** EXCERPTED DATA follows **

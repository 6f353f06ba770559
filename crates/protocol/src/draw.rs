use crate::{TextureHandle, TileKey};

/// Axis-aligned square in screen pixels, relative to the viewport center.
#[derive(Debug, Clone, Copy, PartialEq)]
pub struct Quad {
    pub x: f32,
    pub y: f32,
    pub size: f32,
}

impl Quad {
    pub fn max_x(&self) -> f32 {
        self.x + self.size
    }

    pub fn max_y(&self) -> f32 {
        self.y + self.size
    }
}

/// Normalized sub-rectangle of a texture: `uv = offset + local * scale`.
#[derive(Debug, Clone, Copy, PartialEq)]
pub struct TexRect {
    pub offset: [f32; 2],
    pub scale: [f32; 2],
}

impl TexRect {
    pub const FULL: TexRect = TexRect {
        offset: [0.0, 0.0],
        scale: [1.0, 1.0],
    };

    pub fn uv_min(&self) -> [f32; 2] {
        self.offset
    }

    pub fn uv_max(&self) -> [f32; 2] {
        [
            self.offset[0] + self.scale[0],
            self.offset[1] + self.scale[1],
        ]
    }
}

#[derive(Debug, Clone, Copy, PartialEq)]
pub enum TextureSource {
    Own(TextureHandle),
    /// Borrowed region of a coarser tile. The ancestor is looked up, never retained.
    Ancestor {
        key: TileKey,
        texture: TextureHandle,
        rect: TexRect,
    },
}

impl TextureSource {
    pub fn texture(&self) -> TextureHandle {
        match self {
            TextureSource::Own(texture) => *texture,
            TextureSource::Ancestor { texture, .. } => *texture,
        }
    }

    pub fn rect(&self) -> TexRect {
        match self {
            TextureSource::Own(_) => TexRect::FULL,
            TextureSource::Ancestor { rect, .. } => *rect,
        }
    }

    pub fn is_fallback(&self) -> bool {
        matches!(self, TextureSource::Ancestor { .. })
    }
}

#[derive(Debug, Clone, Copy, PartialEq)]
pub struct DrawItem {
    pub key: TileKey,
    pub quad: Quad,
    pub source: TextureSource,
}
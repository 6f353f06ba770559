use std::fs;
use std::path::{Path, PathBuf};

use anyhow::{Context, Result};
use engine::EngineConfig;
use serde::{Deserialize, Serialize};
use view::{DEFAULT_TILE_SIZE, WHEEL_ZOOM_STEP};

#[derive(Debug, Clone, PartialEq, Serialize, Deserialize)]
#[serde(default)]
pub struct AppConfig {
    pub engine: EngineConfig,
    pub tile_size: f64,
    pub viewport_width: f64,
    pub viewport_height: f64,
    /// Tile directory laid out as `{root}/{z}/{x}/{y}.{extension}`. Synthetic
    /// tiles are generated when unset.
    pub tiles: Option<PathBuf>,
    pub extension: String,
    pub start: StartPosition,
    pub session: SessionConfig,
}

impl Default for AppConfig {
    fn default() -> Self {
        Self {
            engine: EngineConfig::default(),
            tile_size: DEFAULT_TILE_SIZE,
            viewport_width: 1024.0,
            viewport_height: 768.0,
            tiles: None,
            extension: "png".to_string(),
            start: StartPosition::default(),
            session: SessionConfig::default(),
        }
    }
}

#[derive(Debug, Clone, Copy, PartialEq, Serialize, Deserialize)]
#[serde(default)]
pub struct StartPosition {
    pub lat: f64,
    pub lon: f64,
    pub zoom: f64,
}

impl Default for StartPosition {
    fn default() -> Self {
        Self {
            lat: 48.8566,
            lon: 2.3522,
            zoom: 12.0,
        }
    }
}

/// Scripted camera motion applied once per frame.
#[derive(Debug, Clone, Copy, PartialEq, Serialize, Deserialize)]
#[serde(default)]
pub struct SessionConfig {
    pub frames: u64,
    pub frame_ms: u64,
    /// Screen pixels per frame.
    pub pan_x: f64,
    pub pan_y: f64,
    /// Zoom levels per frame.
    pub zoom_step: f64,
    pub stats_every: u64,
    /// Frames allowed after the script ends for in-flight tiles to land.
    pub settle_frames: u64,
}

impl Default for SessionConfig {
    fn default() -> Self {
        Self {
            frames: 600,
            frame_ms: 16,
            pan_x: 4.0,
            pan_y: 0.0,
            zoom_step: WHEEL_ZOOM_STEP * 0.1,
            stats_every: 60,
            settle_frames: 240,
        }
    }
}

impl AppConfig {
    pub fn load(path: &Path) -> Result<Self> {
        let text =
            fs::read_to_string(path).with_context(|| format!("read config {}", path.display()))?;
        serde_json::from_str(&text).with_context(|| format!("parse config {}", path.display()))
    }
}
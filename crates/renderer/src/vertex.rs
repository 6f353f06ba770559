use protocol::{DrawItem, TextureHandle};

pub const VERTICES_PER_QUAD: u32 = 4;
pub const INDICES_PER_QUAD: u32 = 6;

#[repr(C)]
#[derive(Debug, Clone, Copy, PartialEq, bytemuck::Pod, bytemuck::Zeroable)]
pub struct TileVertex {
    /// Pixels relative to the viewport center, y down.
    pub position: [f32; 2],
    pub uv: [f32; 2],
}

/// Consecutive quads sampling the same texture.
#[derive(Debug, Clone, Copy, PartialEq, Eq)]
pub struct DrawBatch {
    pub texture: TextureHandle,
    pub first_index: u32,
    pub index_count: u32,
}

#[derive(Debug, Clone, Default, PartialEq)]
pub struct DrawBatches {
    pub vertices: Vec<TileVertex>,
    pub indices: Vec<u32>,
    pub batches: Vec<DrawBatch>,
}

impl DrawBatches {
    pub fn vertex_bytes(&self) -> &[u8] {
        bytemuck::cast_slice(&self.vertices)
    }

    pub fn index_bytes(&self) -> &[u8] {
        bytemuck::cast_slice(&self.indices)
    }

    pub fn quad_count(&self) -> usize {
        self.vertices.len() / VERTICES_PER_QUAD as usize
    }
}

/// Corners in top-left, bottom-left, top-right, bottom-right order.
pub fn quad_vertices(item: &DrawItem) -> [TileVertex; 4] {
    let quad = item.quad;
    let rect = item.source.rect();
    let [u0, v0] = rect.uv_min();
    let [u1, v1] = rect.uv_max();
    [
        TileVertex {
            position: [quad.x, quad.y],
            uv: [u0, v0],
        },
        TileVertex {
            position: [quad.x, quad.max_y()],
            uv: [u0, v1],
        },
        TileVertex {
            position: [quad.max_x(), quad.y],
            uv: [u1, v0],
        },
        TileVertex {
            position: [quad.max_x(), quad.max_y()],
            uv: [u1, v1],
        },
    ]
}

/// Builds indexed triangle lists for `items`, merging runs that share a texture
/// into a single batch so each run needs one bind.
pub fn build_draw_batches(items: &[DrawItem]) -> DrawBatches {
    let mut output = DrawBatches {
        vertices: Vec::with_capacity(items.len() * VERTICES_PER_QUAD as usize),
        indices: Vec::with_capacity(items.len() * INDICES_PER_QUAD as usize),
        batches: Vec::new(),
    };

    for item in items {
        let base = u32::try_from(output.vertices.len()).expect("tile vertex count overflow");
        output.vertices.extend_from_slice(&quad_vertices(item));
        let first_index = u32::try_from(output.indices.len()).expect("tile index count overflow");
        output
            .indices
            .extend_from_slice(&[base, base + 1, base + 2, base + 2, base + 1, base + 3]);

        let texture = item.source.texture();
        match output.batches.last_mut() {
            Some(batch) if batch.texture == texture => batch.index_count += INDICES_PER_QUAD,
            _ => output.batches.push(DrawBatch {
                texture,
                first_index,
                index_count: INDICES_PER_QUAD,
            }),
        }
    }
    output
}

** End of EXCERPTED DATA **

ABOUT THIS TASK -
Everything in the data must be repeated exactly; leave no line out.

SOLUTION BELOW -
repository 6f353f06ba770559
filename crates/protocol/src/draw.rs
use crate::{TextureHandle, TileKey};

/// Axis-aligned square in screen pixels, relative to the viewport center.
#[derive(Debug, Clone, Copy, PartialEq)]
pub struct Quad {
    pub x: f32,
    pub y: f32,
    pub size: f32,
}

impl Quad {
    pub fn max_x(&self) -> f32 {
        self.x + self.size
    }

    pub fn max_y(&self) -> f32 {
        self.y + self.size
    }
}

/// Normalized sub-rectangle of a texture: `uv = offset + local * scale`.
#[derive(Debug, Clone, Copy, PartialEq)]
pub struct TexRect {
    pub offset: [f32; 2],
    pub scale: [f32; 2],
}

impl TexRect {
    pub const FULL: TexRect = TexRect {
        offset: [0.0, 0.0],
        scale: [1.0, 1.0],
    };

    pub fn uv_min(&self) -> [f32; 2] {
        self.offset
    }

    pub fn uv_max(&self) -> [f32; 2] {
        [
            self.offset[0] + self.scale[0],
            self.offset[1] + self.scale[1],
        ]
    }
}

#[derive(Debug, Clone, Copy, PartialEq)]
pub enum TextureSource {
    Own(TextureHandle),
    /// Borrowed region of a coarser tile. The ancestor is looked up, never retained.
    Ancestor {
        key: TileKey,
        texture: TextureHandle,
        rect: TexRect,
    },
}

impl TextureSource {
    pub fn texture(&self) -> TextureHandle {
        match self {
            TextureSource::Own(texture) => *texture,
            TextureSource::Ancestor { texture, .. } => *texture,
        }
    }

    pub fn rect(&self) -> TexRect {
        match self {
            TextureSource::Own(_) => TexRect::FULL,
            TextureSource::Ancestor { rect, .. } => *rect,
        }
    }

    pub fn is_fallback(&self) -> bool {
        matches!(self, TextureSource::Ancestor { .. })
    }
}

#[derive(Debug, Clone, Copy, PartialEq)]
pub struct DrawItem {
    pub key: TileKey,
    pub quad: Quad,
    pub source: TextureSource,
}
repository 6f353f06ba770559
use std::fs;
use std::path::{Path, PathBuf};

use anyhow::{Context, Result};
use engine::EngineConfig;
use serde::{Deserialize, Serialize};
use view::{DEFAULT_TILE_SIZE, WHEEL_ZOOM_STEP};

#[derive(Debug, Clone, PartialEq, Serialize, Deserialize)]
#[serde(default)]
pub struct AppConfig {
    pub engine: EngineConfig,
    pub tile_size: f64,
    pub viewport_width: f64,
    pub viewport_height: f64,
    /// Tile directory laid out as `{root}/{z}/{x}/{y}.{extension}`. Synthetic
    /// tiles are generated when unset.
    pub tiles: Option<PathBuf>,
    pub extension: String,
    pub start: StartPosition,
    pub session: SessionConfig,
}

impl Default for AppConfig {
    fn default() -> Self {
        Self {
            engine: EngineConfig::default(),
            tile_size: DEFAULT_TILE_SIZE,
            viewport_width: 1024.0,
            viewport_height: 768.0,
            tiles: None,
            extension: "png".to_string(),
            start: StartPosition::default(),
            session: SessionConfig::default(),
        }
    }
}

#[derive(Debug, Clone, Copy, PartialEq, Serialize, Deserialize)]
#[serde(default)]
pub struct StartPosition {
    pub lat: f64,
    pub lon: f64,
    pub zoom: f64,
}

impl Default for StartPosition {
    fn default() -> Self {
        Self {
            lat: 48.8566,
            lon: 2.3522,
            zoom: 12.0,
        }
    }
}

/// Scripted camera motion applied once per frame.
#[derive(Debug, Clone, Copy, PartialEq, Serialize, Deserialize)]
#[serde(default)]
pub struct SessionConfig {
    pub frames: u64,
    pub frame_ms: u64,
    /// Screen pixels per frame.
    pub pan_x: f64,
    pub pan_y: f64,
    /// Zoom levels per frame.
    pub zoom_step: f64,
    pub stats_every: u64,
    /// Frames allowed after the script ends for in-flight tiles to land.
    pub settle_frames: u64,
}

impl Default for SessionConfig {
    fn default() -> Self {
        Self {
            frames: 600,
            frame_ms: 16,
            pan_x: 4.0,
            pan_y: 0.0,
            zoom_step: WHEEL_ZOOM_STEP * 0.1,
            stats_every: 60,
            settle_frames: 240,
        }
    }
}

impl AppConfig {
    pub fn load(path: &Path) -> Result<Self> {
        let text =
            fs::read_to_string(path).with_context(|| format!("read config {}", path.display()))?;
        serde_json::from_str(&text).with_context(|| format!("parse config {}", path.display()))
    }
}
filename crates/renderer/src/vertex.rs
repository 6f353f06ba770559
use protocol::{DrawItem, TextureHandle};

pub const VERTICES_PER_QUAD: u32 = 4;
pub const INDICES_PER_QUAD: u32 = 6;

#[repr(C)]
#[derive(Debug, Clone, Copy, PartialEq, bytemuck::Pod, bytemuck::Zeroable)]
pub struct TileVertex {
    /// Pixels relative to the viewport center, y down.
    pub position: [f32; 2],
    pub uv: [f32; 2],
}

/// Consecutive quads sampling the same texture.
#[derive(Debug, Clone, Copy, PartialEq, Eq)]
pub struct DrawBatch {
    pub texture: TextureHandle,
    pub first_index: u32,
    pub index_count: u32,
}

#[derive(Debug, Clone, Default, PartialEq)]
pub struct DrawBatches {
    pub vertices: Vec<TileVertex>,
    pub indices: Vec<u32>,
    pub batches: Vec<DrawBatch>,
}

impl DrawBatches {
    pub fn vertex_bytes(&self) -> &[u8] {
        bytemuck::cast_slice(&self.vertices)
    }

    pub fn index_bytes(&self) -> &[u8] {
        bytemuck::cast_slice(&self.indices)
    }

    pub fn quad_count(&self) -> usize {
        self.vertices.len() / VERTICES_PER_QUAD as usize
    }
}

/// Corners in top-left, bottom-left, top-right, bottom-right order.
pub fn quad_vertices(item: &DrawItem) -> [TileVertex; 4] {
    let quad = item.quad;
    let rect = item.source.rect();
    let [u0, v0] = rect.uv_min();
    let [u1, v1] = rect.uv_max();
    [
        TileVertex {
            position: [quad.x, quad.y],
            uv: [u0, v0],
        },
        TileVertex {
            position: [quad.x, quad.max_y()],
            uv: [u0, v1],
        },
        TileVertex {
            position: [quad.max_x(), quad.y],
            uv: [u1, v0],
        },
        TileVertex {
            position: [quad.max_x(), quad.max_y()],
            uv: [u1, v1],
        },
    ]
}

/// Builds indexed triangle lists for `items`, merging runs that share a texture
/// into a single batch so each run needs one bind.
pub fn build_draw_batches(items: &[DrawItem]) -> DrawBatches {
    let mut output = DrawBatches {
        vertices: Vec::with_capacity(items.len() * VERTICES_PER_QUAD as usize),
        indices: Vec::with_capacity(items.len() * INDICES_PER_QUAD as usize),
        batches: Vec::new(),
    };

    for item in items {
        let base = u32::try_from(output.vertices.len()).expect("tile vertex count overflow");
        output.vertices.extend_from_slice(&quad_vertices(item));
        let first_index = u32::try_from(output.indices.len()).expect("tile index count overflow");
        output
            .indices
            .extend_from_slice(&[base, base + 1, base + 2, base + 2, base + 1, base + 3]);

        let texture = item.source.texture();
        match output.batches.last_mut() {
            Some(batch) if batch.texture == texture => batch.index_count += INDICES_PER_QUAD,
            _ => output.batches.push(DrawBatch {
                texture,
                first_index,
                index_count: INDICES_PER_QUAD,
            }),
        }
    }
    output
}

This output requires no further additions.